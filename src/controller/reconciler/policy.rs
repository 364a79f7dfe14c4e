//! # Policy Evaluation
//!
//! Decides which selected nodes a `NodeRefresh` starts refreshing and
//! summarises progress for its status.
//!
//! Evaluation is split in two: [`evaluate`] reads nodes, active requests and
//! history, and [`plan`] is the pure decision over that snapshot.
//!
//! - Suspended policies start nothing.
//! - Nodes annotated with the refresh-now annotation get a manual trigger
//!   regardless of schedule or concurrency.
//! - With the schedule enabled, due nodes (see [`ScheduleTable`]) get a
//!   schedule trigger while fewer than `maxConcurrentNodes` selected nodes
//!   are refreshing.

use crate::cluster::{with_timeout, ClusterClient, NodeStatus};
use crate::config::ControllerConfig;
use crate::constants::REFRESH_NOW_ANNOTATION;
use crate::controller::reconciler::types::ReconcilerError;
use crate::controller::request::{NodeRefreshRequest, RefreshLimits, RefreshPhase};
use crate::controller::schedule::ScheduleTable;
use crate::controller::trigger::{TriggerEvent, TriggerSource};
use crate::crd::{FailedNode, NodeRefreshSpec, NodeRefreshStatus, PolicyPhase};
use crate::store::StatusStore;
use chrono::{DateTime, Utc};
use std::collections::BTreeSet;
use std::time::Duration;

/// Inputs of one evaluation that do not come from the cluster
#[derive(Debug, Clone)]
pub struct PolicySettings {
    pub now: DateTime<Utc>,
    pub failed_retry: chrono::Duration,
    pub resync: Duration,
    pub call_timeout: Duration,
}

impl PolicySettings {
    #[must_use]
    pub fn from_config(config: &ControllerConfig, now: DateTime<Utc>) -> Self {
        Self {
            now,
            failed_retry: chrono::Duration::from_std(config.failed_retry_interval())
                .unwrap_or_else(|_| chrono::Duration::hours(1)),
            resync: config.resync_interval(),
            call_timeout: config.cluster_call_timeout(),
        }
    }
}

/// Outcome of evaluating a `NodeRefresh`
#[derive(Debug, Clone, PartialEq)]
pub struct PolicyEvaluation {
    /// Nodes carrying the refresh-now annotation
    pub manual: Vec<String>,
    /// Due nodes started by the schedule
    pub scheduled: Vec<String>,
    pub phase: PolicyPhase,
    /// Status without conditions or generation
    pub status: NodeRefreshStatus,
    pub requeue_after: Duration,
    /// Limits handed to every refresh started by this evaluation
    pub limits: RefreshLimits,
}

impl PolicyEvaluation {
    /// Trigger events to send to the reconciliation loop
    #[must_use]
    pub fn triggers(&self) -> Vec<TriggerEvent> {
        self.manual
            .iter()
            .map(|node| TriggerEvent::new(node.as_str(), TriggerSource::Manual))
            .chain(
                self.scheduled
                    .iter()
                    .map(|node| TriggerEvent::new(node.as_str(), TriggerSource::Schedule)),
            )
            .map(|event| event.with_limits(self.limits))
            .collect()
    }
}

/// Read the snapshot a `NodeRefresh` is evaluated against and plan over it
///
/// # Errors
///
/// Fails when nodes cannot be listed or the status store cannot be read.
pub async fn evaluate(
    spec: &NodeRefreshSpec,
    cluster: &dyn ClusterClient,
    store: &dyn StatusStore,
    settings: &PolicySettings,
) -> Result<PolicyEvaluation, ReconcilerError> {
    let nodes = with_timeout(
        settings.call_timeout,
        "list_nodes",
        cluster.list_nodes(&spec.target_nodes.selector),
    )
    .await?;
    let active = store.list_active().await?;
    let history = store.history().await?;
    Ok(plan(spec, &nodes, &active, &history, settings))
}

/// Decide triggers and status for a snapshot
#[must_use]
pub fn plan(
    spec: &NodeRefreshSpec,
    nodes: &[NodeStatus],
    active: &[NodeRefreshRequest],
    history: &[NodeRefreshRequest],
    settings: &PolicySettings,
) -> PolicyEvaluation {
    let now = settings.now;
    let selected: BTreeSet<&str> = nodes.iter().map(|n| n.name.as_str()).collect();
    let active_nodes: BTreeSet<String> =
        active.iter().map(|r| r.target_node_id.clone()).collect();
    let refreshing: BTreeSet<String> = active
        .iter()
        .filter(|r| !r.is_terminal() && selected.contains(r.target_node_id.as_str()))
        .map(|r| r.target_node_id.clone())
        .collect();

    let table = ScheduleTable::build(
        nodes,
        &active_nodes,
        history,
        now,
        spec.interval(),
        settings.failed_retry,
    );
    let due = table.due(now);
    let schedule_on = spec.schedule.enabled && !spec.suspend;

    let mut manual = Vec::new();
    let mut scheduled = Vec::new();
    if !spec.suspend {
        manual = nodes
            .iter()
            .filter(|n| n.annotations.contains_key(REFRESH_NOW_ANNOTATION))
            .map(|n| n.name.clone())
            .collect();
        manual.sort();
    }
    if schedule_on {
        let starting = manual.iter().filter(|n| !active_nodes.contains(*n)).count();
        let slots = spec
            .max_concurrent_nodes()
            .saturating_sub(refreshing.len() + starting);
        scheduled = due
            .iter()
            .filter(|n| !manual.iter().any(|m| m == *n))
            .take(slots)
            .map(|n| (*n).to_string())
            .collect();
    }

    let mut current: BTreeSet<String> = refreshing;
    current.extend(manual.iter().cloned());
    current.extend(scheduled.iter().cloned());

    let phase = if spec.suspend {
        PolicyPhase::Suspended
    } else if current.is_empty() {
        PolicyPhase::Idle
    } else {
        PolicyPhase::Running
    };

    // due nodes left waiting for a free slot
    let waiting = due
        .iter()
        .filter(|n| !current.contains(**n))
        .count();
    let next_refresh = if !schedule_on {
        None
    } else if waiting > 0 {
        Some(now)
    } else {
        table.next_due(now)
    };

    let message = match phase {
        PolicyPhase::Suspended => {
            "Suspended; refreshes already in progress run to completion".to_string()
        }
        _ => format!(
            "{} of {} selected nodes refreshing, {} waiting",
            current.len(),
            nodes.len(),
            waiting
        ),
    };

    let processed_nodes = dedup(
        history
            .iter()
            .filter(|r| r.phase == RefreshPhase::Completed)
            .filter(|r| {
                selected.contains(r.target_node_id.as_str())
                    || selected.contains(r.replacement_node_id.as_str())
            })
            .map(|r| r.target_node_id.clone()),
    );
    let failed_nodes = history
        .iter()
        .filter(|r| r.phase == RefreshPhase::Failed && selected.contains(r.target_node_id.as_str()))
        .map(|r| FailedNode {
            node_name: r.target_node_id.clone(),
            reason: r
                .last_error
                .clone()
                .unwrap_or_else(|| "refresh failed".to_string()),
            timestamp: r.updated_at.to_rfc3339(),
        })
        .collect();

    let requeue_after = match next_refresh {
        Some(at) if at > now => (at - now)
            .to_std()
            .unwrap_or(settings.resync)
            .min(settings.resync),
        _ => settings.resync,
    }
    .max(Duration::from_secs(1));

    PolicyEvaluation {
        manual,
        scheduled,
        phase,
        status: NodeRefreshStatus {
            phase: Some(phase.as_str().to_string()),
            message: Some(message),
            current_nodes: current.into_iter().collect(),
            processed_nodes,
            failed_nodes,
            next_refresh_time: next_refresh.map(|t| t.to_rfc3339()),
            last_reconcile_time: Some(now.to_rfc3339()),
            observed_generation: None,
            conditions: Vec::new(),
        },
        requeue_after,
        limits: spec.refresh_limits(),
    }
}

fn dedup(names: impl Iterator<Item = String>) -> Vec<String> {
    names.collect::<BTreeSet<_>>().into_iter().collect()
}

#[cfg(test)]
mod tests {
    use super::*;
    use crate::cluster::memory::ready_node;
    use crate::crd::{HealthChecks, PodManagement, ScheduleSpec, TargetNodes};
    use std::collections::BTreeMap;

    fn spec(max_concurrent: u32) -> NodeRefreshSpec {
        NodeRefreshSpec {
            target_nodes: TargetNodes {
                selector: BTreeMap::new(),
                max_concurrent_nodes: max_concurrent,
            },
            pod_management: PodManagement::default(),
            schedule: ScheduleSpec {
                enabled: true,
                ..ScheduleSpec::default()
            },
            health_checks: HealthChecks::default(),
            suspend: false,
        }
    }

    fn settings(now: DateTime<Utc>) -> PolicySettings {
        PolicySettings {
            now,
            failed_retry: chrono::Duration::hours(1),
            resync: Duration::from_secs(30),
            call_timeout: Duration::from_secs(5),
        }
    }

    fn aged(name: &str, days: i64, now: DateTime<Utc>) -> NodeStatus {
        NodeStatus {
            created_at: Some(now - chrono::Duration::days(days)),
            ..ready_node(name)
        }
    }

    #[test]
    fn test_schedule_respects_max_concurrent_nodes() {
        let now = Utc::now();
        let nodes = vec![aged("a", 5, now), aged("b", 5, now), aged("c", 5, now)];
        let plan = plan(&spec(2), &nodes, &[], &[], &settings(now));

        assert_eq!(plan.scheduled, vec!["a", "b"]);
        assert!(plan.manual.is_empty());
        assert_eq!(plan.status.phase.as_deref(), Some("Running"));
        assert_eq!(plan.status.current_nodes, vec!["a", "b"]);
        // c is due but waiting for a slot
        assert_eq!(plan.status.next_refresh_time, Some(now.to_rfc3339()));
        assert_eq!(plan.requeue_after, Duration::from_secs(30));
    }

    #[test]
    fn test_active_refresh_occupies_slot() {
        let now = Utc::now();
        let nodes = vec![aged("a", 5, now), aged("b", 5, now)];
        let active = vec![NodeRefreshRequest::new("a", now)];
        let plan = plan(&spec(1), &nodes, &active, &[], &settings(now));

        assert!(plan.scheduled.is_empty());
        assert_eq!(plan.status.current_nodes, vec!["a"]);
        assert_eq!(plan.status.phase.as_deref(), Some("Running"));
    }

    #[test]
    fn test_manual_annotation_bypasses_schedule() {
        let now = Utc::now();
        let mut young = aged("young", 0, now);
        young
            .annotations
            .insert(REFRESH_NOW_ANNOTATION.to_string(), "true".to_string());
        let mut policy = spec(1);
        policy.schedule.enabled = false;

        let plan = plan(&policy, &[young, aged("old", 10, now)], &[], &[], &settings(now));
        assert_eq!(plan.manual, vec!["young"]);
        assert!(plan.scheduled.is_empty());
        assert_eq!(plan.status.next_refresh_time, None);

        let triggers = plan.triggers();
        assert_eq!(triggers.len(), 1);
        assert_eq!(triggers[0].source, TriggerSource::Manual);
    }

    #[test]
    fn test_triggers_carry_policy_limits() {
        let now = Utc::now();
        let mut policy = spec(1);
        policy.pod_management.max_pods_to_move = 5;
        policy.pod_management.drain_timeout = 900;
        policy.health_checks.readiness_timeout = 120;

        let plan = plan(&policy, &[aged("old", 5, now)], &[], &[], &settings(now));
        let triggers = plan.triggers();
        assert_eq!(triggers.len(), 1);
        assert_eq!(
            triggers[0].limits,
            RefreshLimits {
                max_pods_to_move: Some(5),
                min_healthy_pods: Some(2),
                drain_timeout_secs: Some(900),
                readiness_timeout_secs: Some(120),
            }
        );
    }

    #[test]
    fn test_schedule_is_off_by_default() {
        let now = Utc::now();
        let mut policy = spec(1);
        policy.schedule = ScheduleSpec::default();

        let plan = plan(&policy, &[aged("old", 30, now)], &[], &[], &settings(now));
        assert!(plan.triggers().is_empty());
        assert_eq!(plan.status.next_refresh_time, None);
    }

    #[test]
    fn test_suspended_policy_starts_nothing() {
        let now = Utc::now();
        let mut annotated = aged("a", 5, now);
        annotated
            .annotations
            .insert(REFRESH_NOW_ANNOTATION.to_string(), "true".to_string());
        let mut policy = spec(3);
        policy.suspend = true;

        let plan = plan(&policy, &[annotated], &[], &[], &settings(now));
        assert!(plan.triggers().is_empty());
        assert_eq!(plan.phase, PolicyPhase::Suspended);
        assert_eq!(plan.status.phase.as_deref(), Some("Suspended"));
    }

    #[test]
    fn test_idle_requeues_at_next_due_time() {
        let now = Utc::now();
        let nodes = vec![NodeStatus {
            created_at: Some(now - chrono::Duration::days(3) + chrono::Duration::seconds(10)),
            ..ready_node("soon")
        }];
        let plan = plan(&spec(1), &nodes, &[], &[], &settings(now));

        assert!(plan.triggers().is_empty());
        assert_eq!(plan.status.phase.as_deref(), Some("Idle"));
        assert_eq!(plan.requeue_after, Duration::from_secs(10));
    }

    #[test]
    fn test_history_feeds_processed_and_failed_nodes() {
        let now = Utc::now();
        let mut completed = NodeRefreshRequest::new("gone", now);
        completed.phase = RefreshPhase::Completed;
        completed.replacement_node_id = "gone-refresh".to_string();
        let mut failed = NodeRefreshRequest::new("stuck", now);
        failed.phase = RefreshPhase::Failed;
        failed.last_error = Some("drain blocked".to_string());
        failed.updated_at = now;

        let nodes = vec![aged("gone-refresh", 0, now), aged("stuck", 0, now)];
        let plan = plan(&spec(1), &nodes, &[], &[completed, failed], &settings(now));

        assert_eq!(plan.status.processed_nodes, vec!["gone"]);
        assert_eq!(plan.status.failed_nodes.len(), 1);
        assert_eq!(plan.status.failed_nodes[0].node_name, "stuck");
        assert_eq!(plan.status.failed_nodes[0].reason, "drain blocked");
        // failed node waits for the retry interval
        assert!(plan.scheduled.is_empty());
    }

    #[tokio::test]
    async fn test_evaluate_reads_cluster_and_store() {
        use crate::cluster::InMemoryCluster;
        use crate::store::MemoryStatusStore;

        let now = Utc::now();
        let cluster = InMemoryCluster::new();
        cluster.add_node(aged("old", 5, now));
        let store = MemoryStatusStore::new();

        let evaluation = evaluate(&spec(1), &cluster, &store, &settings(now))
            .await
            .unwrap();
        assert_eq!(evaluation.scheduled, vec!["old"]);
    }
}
******************************
#### [Prompt]
Where the string "impl" appears in a line of the entries above, return that line.

#### [Exercise solution]
impl PolicySettings {
impl PolicyEvaluation {
fn dedup(names: impl Iterator<Item = String>) -> Vec<String> {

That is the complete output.